Given data Start Marker

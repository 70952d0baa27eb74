pub mod api;
pub mod config;
pub mod domain;
pub mod error;
pub mod infra;
pub mod state;
pub mod background;

use crate::config::Config;
use crate::infra::factory::bootstrap_state;
use api::router::create_router;
use std::sync::Arc;
use tracing::info;
use tracing_appender::non_blocking::WorkerGuard;
use tracing_subscriber::{layer::SubscriberExt, util::SubscriberInitExt, EnvFilter, Layer};
use crate::background::start_background_worker;

pub fn init_logging() -> WorkerGuard {
    let file_appender = tracing_appender::rolling::daily("./logs", "event-planner.log");
    let (non_blocking, guard) = tracing_appender::non_blocking(file_appender);

    let file_layer = tracing_subscriber::fmt::layer()
        .with_target(true)
        .json()
        .with_writer(non_blocking)
        .with_filter(EnvFilter::new("info,event_planner=debug"));

    let stdout_layer = tracing_subscriber::fmt::layer()
        .pretty()
        .with_target(false)
        .with_filter(EnvFilter::try_from_default_env().unwrap_or_else(|_| "info".into()));

    tracing_subscriber::registry()
        .with(stdout_layer)
        .with(file_layer)
        .init();

    info!("Logging initialized. Writing JSON logs to ./logs/");
    guard
}

pub async fn run() -> std::io::Result<()> {
    let _guard = init_logging();

    let config = Config::from_env();
    let state = Arc::new(bootstrap_state(&config).await);

    let worker_state = state.clone();
    tokio::spawn(async move {
        start_background_worker(worker_state).await;
    });

    let app = create_router(state);

    let listener = tokio::net::TcpListener::bind(format!("0.0.0.0:{}", config.port)).await?;

    info!("Server running on port {}", config.port);
    axum::serve(listener, app).await
}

Given data End Marker

** Exercise **
All that is wanted is the lines from the one containing "pub mod state;" through the last line of the records, restated word for word.

** Your response **
pub mod state;
pub mod background;

use crate::config::Config;
use crate::infra::factory::bootstrap_state;
use api::router::create_router;
use std::sync::Arc;
use tracing::info;
use tracing_appender::non_blocking::WorkerGuard;
use tracing_subscriber::{layer::SubscriberExt, util::SubscriberInitExt, EnvFilter, Layer};
use crate::background::start_background_worker;

pub fn init_logging() -> WorkerGuard {
    let file_appender = tracing_appender::rolling::daily("./logs", "event-planner.log");
    let (non_blocking, guard) = tracing_appender::non_blocking(file_appender);

    let file_layer = tracing_subscriber::fmt::layer()
        .with_target(true)
        .json()
        .with_writer(non_blocking)
        .with_filter(EnvFilter::new("info,event_planner=debug"));

    let stdout_layer = tracing_subscriber::fmt::layer()
        .pretty()
        .with_target(false)
        .with_filter(EnvFilter::try_from_default_env().unwrap_or_else(|_| "info".into()));

    tracing_subscriber::registry()
        .with(stdout_layer)
        .with(file_layer)
        .init();

    info!("Logging initialized. Writing JSON logs to ./logs/");
    guard
}

pub async fn run() -> std::io::Result<()> {
    let _guard = init_logging();

    let config = Config::from_env();
    let state = Arc::new(bootstrap_state(&config).await);

    let worker_state = state.clone();
    tokio::spawn(async move {
        start_background_worker(worker_state).await;
    });

    let app = create_router(state);

    let listener = tokio::net::TcpListener::bind(format!("0.0.0.0:{}", config.port)).await?;

    info!("Server running on port {}", config.port);
    axum::serve(listener, app).await
}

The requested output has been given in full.